We lay silent; no one made a sound. We were deep in the marsh, and the spaces around the island and the road were filled by open water. The sun came and went, now sparkling on the mirrorlike waters, now plunging it into steely gloom as the dark clouds flew past above. The wind blew not at our backs or faces, but from the sea at our sides, carrying the stench of decay away from us, toward and also away from the two sightseers on the island.

They approached the corpses in the trees more closely. And I could hear their words, though since they were spoken in another language, I couldn’t understand most of them. I spoke enough Frankish and Saxon, for those were the languages they were using, to comprehend the gist of their conversation. They were speaking about the dead, how they died, not the method but how they behaved when they knew they were to be sacrificed. Who fought, who pleaded and begged, and from time to time, they spoke in praise of those who went courageously steadfast to their doom.

The sacrifices had been performed in a variety of ways. Some hanged, a few hung by their feet, head in the water to drown. And I knew from disturbed earth in places that some had probably been buried alive. The worst, I think, were those impaled on trimmed saplings. They had been driven onto the stakes up through the genitals, and from the expressions frozen on the faces of some and the twisted rigor in the bodies of others, it must have taken some of them quite a while to die.

This was what awaited us if we failed. The cold in the earth I lay on seemed to seep up and fill the marrow of my bones. It was as though I could feel the others, feel their fear, the need to run and not stop until they were far away, where they could breathe clean air again.

Tonight,
I thought.
We will wait here until nightfall, then load the boats and slink away.

With that resolution, I felt an instant and tremendous relief of tension.

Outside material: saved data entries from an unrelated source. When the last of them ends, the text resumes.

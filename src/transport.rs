//! Boundary to the serial transport.
//!
//! The session never opens ports itself: it drives an implementation of
//! [`Transport`] and reacts to the event stream the transport broadcasts.
//! Port management, buffered reads, and keep-alive expiry detection live
//! behind this trait.

use std::sync::Arc;

use async_trait::async_trait;
use bytes::Bytes;
use thiserror::Error;
use tokio::sync::broadcast;

/// Everything the transport pushes back at the session.
#[derive(Debug, Clone)]
pub enum TransportEvent {
    /// A chunk of received bytes, in arrival order. Chunk boundaries carry no
    /// meaning; framing is the session's job.
    Data(Bytes),
    /// The transport failed. The session reconnects unconditionally.
    Error(TransportError),
    /// The keep-alive interval elapsed. Fired periodically regardless of
    /// traffic; the session decides whether data arrived in time.
    KeepAliveExpired,
}

/// Transport-level failures. Cloneable so they can travel the broadcast
/// channel to every subscriber.
#[derive(Error, Debug, Clone, PartialEq, Eq)]
pub enum TransportError {
    #[error("serial port not found: {0}")]
    PortNotFound(String),

    #[error("serial port closed")]
    Closed,

    #[error("serial write timed out")]
    WriteTimeout,

    #[error("serial I/O error: {0}")]
    Io(String),
}

impl From<std::io::Error> for TransportError {
    fn from(e: std::io::Error) -> Self {
        match e.kind() {
            std::io::ErrorKind::TimedOut => TransportError::WriteTimeout,
            std::io::ErrorKind::NotFound => TransportError::PortNotFound(e.to_string()),
            _ => TransportError::Io(e.to_string()),
        }
    }
}

/// A serial channel to the controller. Implementations own the port and a
/// reader task that feeds the broadcast channel.
#[async_trait]
pub trait Transport: Send + Sync {
    /// Open the port and start delivering events.
    async fn enable(&self) -> Result<(), TransportError>;

    /// Close the port. Subscribers keep their receivers; no further events
    /// arrive until the next `enable`.
    async fn disable(&self) -> Result<(), TransportError>;

    /// Write one complete command frame.
    async fn write(&self, frame: Bytes) -> Result<(), TransportError>;

    /// Subscribe to the event stream. Each call returns an independent
    /// receiver positioned at the current stream head.
    fn subscribe(&self) -> broadcast::Receiver<TransportEvent>;
}

/// Type alias for a shared transport handle.
pub type BoxedTransport = Arc<dyn Transport>;
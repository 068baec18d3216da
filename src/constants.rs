// Protocol constants for EX II-compatible serial touch controllers

/// Header byte opening every command and response frame (SOH)
pub const HEADER: u8 = 0x01;

/// Terminator byte closing every command and response frame (CR)
pub const TERMINATOR: u8 = 0x0D;

/// High bit of a touch frame's status byte; always set on the wire
pub const SYNC_BIT: u8 = 0x80;

/// Status-byte bit set while the stylus/finger is in contact
pub const PROXIMITY_BIT: u8 = 0x40;

/// Touch frame length: status byte + X low/high + Y low/high
pub const TOUCH_FRAME_LEN: usize = 5;

/// Smallest well-formed response: header + one payload byte + terminator
pub const MIN_RESPONSE_LEN: usize = 3;

/// Responses longer than this without a terminator are treated as corruption
pub const MAX_RESPONSE_LEN: usize = 64;

/// Status payload byte reporting command success ('0')
pub const STATUS_GOOD: u8 = 0x30;

/// Status payload byte acknowledging a calibration target touch ('1')
pub const STATUS_TARGET_ACK: u8 = 0x31;

/// Highest coordinate the controller reports on either axis (14 bit)
pub const COORDINATE_MAX: u16 = 0x3FFF;

/// The single logical pointer identity used for all synthesized events
pub const POINTER_ID: u8 = 0;

/// Missed keep-alive probes tolerated beyond the first before reconnecting
pub const DEFAULT_MAX_PROBE_FAILURES: u32 = 3;

/// Calibration reset-and-retry cycles before giving up
pub const DEFAULT_MAX_CALIBRATION_ATTEMPTS: u32 = 3;

/// Settle time after the controller acknowledges a reset during calibration
pub const RESET_SETTLE: std::time::Duration = std::time::Duration::from_millis(250);

/// Pause after sending a recovery reset, before the session resumes
pub const RECOVERY_PAUSE: std::time::Duration = std::time::Duration::from_millis(250);
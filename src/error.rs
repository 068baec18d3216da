use thiserror::Error;

use crate::framer::FramingErrors;
use crate::state::IllegalTrigger;
use crate::transport::TransportError;

/// The primary error type for the `exii-touch` library.
#[derive(Error, Debug)]
pub enum TouchError {
    #[error("transport error: {0}")]
    Transport(#[from] TransportError),

    #[error(transparent)]
    Framing(#[from] FramingErrors),

    #[error(transparent)]
    IllegalTrigger(#[from] IllegalTrigger),

    #[error("invalid packet: {0}")]
    InvalidPacket(String),

    #[error("subsystem is disabled or this cabinet has no serial touch device")]
    NotActive,

    #[error("a calibration sequence is already in progress")]
    CalibrationInProgress,
}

Run! Yes! Run! I was a fool to think I could carry this off. A fool.

Maybe I would have run. Maybe that night, when darkness fell, I would have given the command and we would have fled toward the sea and home. Then what would my life have been? Better, more peaceful, or ugly and short? Who knows? You choose, as I did that day on the shore, when I went with Gray to meet the pirates.

And here I chose again.

The closest of the sacrifices to us were a man and, I thought, a woman. They had been impaled. The man was dead, that was clear. Part of his face was the slick red of raw meat, the rest a writhing mass of maggots. She was almost intact, though withered, her head thrown back, long hair dangling, floating from time to time in the breeze from the sea.

When they reached her body, one of the two Saxon sightseers picked up a stick and prodded her body. Her hands moved. And I realized with sick horror that she wasn’t dead.

The one with the stick laughed and made a remark I understood most of. He said, “I wonder what she would think of her lover now, if she could see him. But so sad—” He laughed again. “The crows have taken her eyes.”

And I saw they had. She looked up at the sky with red, empty sockets.

Next to me I felt Albe stir, and I realized she was up on one knee, sling in her hand, lead shot in the other. She looked down, our eyes met. They had left her for dead, the pirates. In her face was the weariness of permanent hate, hate that no longer creates rage or even anger in the person who bears it. Hate so ingrained and permanent it yields to nothing, not love, compassion, or even justice. Hate that burdens its possessor forever. Hate that makes you glad we die and are relieved of our obsession with murder and extirpation of its object forever.

Her empty eyes asked me a question, and I . . . I nodded yes.

The one holding the stick died first. I doubt he knew what hit him. One side of his face caved in.